Viraémie printanière de la carpe

Qu’est-ce que c’est ?

La virémie printanière de la carpe (VPC) est une maladie virale infectieuse de la carpe (Cyprinus carpio) et d’autres espèces de poissons cyprinidés. La carpe commune est l’hôte principal, mais des cas cliniques ont également été signalés chez la carpe koï, la carpe herbacée, la carpe argentée, la carpe cruciane, le poisson rouge, le poisson rouge, le poisson tanche et le poisson-sabot.

Pour en découvrir plus sur les différents types de carpes, vous pouvez vous rendre sur la rubrique « Biologie des carpes » de Pêcher Malin.

Où et quand cela pourrait-il se produire ?

Le VPC a été initialement diagnostiqué en Yougoslavie (Fijan et al. 1971). Depuis, il a été identifié dans d’autres pays européens, en Russie, au Brésil, au Moyen-Orient, en Chine et en Amérique du Nord.

Le SVC est principalement présent dans les pays où les températures de l’eau sont basses.

Le virus est souvent transmis par une bactérie qui reste dans les excréments des poissons infectés et par des parasites suceurs de sang.

Une mortalité élevée peut se produire dans tous les groupes d’âge de poissons à des températures de l’eau comprises entre 10 et 17°C, surtout au printemps. Cependant, les alevins peuvent être affectés à des températures aussi élevées que 23C.

Diagnostic

Le virus SVC se multiplie dans les cellules endothéliales dans les capillaires sanguins, les tissus hématopoïétiques et les cellules du néphron. Les caractéristiques cliniques des poissons affectés sont une altération de l’équilibre de l’eau salée, qui se produit en association avec l’œdème et l’hémorragie.

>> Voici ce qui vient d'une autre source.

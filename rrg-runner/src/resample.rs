//! Timeframe sampling and trailing-window trimming.
//!
//! Weekly bars bucket by ISO week, monthly bars by calendar month. A bucket is
//! stamped with its last date, and each column takes the last finite close
//! inside the bucket (NaN if the bucket has none).

use chrono::{Datelike, Months, NaiveDate};
use rrg_core::{DataError, PriceColumn, PriceTable};
use serde::{Deserialize, Serialize};

#[derive(Debug, Clone, Copy, PartialEq, Eq, Hash, Default, Serialize, Deserialize)]
#[serde(rename_all = "snake_case")]
pub enum Timeframe {
    /// Use prices exactly as loaded.
    #[default]
    Native,
    Weekly,
    Monthly,
}

impl Timeframe {
    /// Default trailing window: six months of weekly bars, two years of
    /// monthly bars, everything for native data.
    pub fn default_lookback_months(&self) -> Option<u32> {
        match self {
            Timeframe::Native => None,
            Timeframe::Weekly => Some(6),
            Timeframe::Monthly => Some(24),
        }
    }

    pub fn as_str(&self) -> &'static str {
        match self {
            Timeframe::Native => "native",
            Timeframe::Weekly => "weekly",
            Timeframe::Monthly => "monthly",
        }
    }

    fn bucket(&self, date: NaiveDate) -> (i32, u32) {
        match self {
            Timeframe::Native => (date.year(), date.ordinal()),
            Timeframe::Weekly => {
                let week = date.iso_week();
                (week.year(), week.week())
            }
            Timeframe::Monthly => (date.year(), date.month()),
        }
    }
}

impl std::str::FromStr for Timeframe {
    type Err = String;

    fn from_str(s: &str) -> Result<Self, Self::Err> {
        match s.to_ascii_lowercase().as_str() {
            "native" => Ok(Timeframe::Native),
            "weekly" => Ok(Timeframe::Weekly),
            "monthly" => Ok(Timeframe::Monthly),
            other => Err(format!(
                "unknown timeframe '{other}' (expected native, weekly or monthly)"
            )),
        }
    }
}

impl std::fmt::Display for Timeframe {
    fn fmt(&self, f: &mut std::fmt::Formatter<'_>) -> std::fmt::Result {
        f.write_str(self.as_str())
    }
}

/// Resample a table to the given timeframe.
pub fn resample(table: &PriceTable, timeframe: Timeframe) -> Result<PriceTable, DataError> {
    if timeframe == Timeframe::Native {
        return Ok(table.clone());
    }

    // Row ranges [start, end) per bucket; dates are sorted so buckets are contiguous.
    let dates = table.dates();
    let mut ranges: Vec<(usize, usize)> = Vec::new();
    let mut start = 0;
    for i in 1..=dates.len() {
        if i == dates.len() || timeframe.bucket(dates[i]) != timeframe.bucket(dates[start]) {
            ranges.push((start, i));
            start = i;
        }
    }

    let bucket_dates = ranges.iter().map(|&(_, end)| dates[end - 1]).collect();
    let columns = table
        .columns()
        .iter()
        .map(|column| {
            let closes = ranges
                .iter()
                .map(|&(s, e)| {
                    column.closes[s..e]
                        .iter()
                        .rev()
                        .find(|c| c.is_finite())
                        .copied()
                        .unwrap_or(f64::NAN)
                })
                .collect();
            PriceColumn::new(column.symbol.clone(), closes)
        })
        .collect();

    PriceTable::new(bucket_dates, columns)
}

/// Keep rows dated strictly after `last_date - months`.
pub fn trim_to_lookback(table: &PriceTable, months: u32) -> PriceTable {
    let Some(&last) = table.dates().last() else {
        return table.clone();
    };
    match last.checked_sub_months(Months::new(months)) {
        Some(cutoff) => table.retain_rows(|date| date > cutoff),
        None => table.clone(),
    }
}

L’agent causal de la VPC est un rhabdovirus. Il peut être isolé en culture cellulaire et l’identification est réalisée par ELISA, immunofluorescence et test de neutralisation du virus.

Contrôle

Le virus peut se propager par l’eau et par le mouvement de poissons vivants infectés. Les contrôles sont basés sur la prévention des mouvements de poissons et d’équipements des élevages infectés vers des sites non infectés, et sur des mesures d’hygiène appropriées.

Le VPC a été désigné comme maladie à déclaration obligatoire par l’Office international des épizooties (OIE). La maladie doit également être notifiée en vertu de la législation britannique et est une maladie de la liste III en vertu de la directive européenne 91/67/CEE.

Les poissons qui survivent aux foyers de VPC peuvent développer une forte immunité protectrice contre la maladie. Il n’existe actuellement aucun vaccin homologué contre la VPC.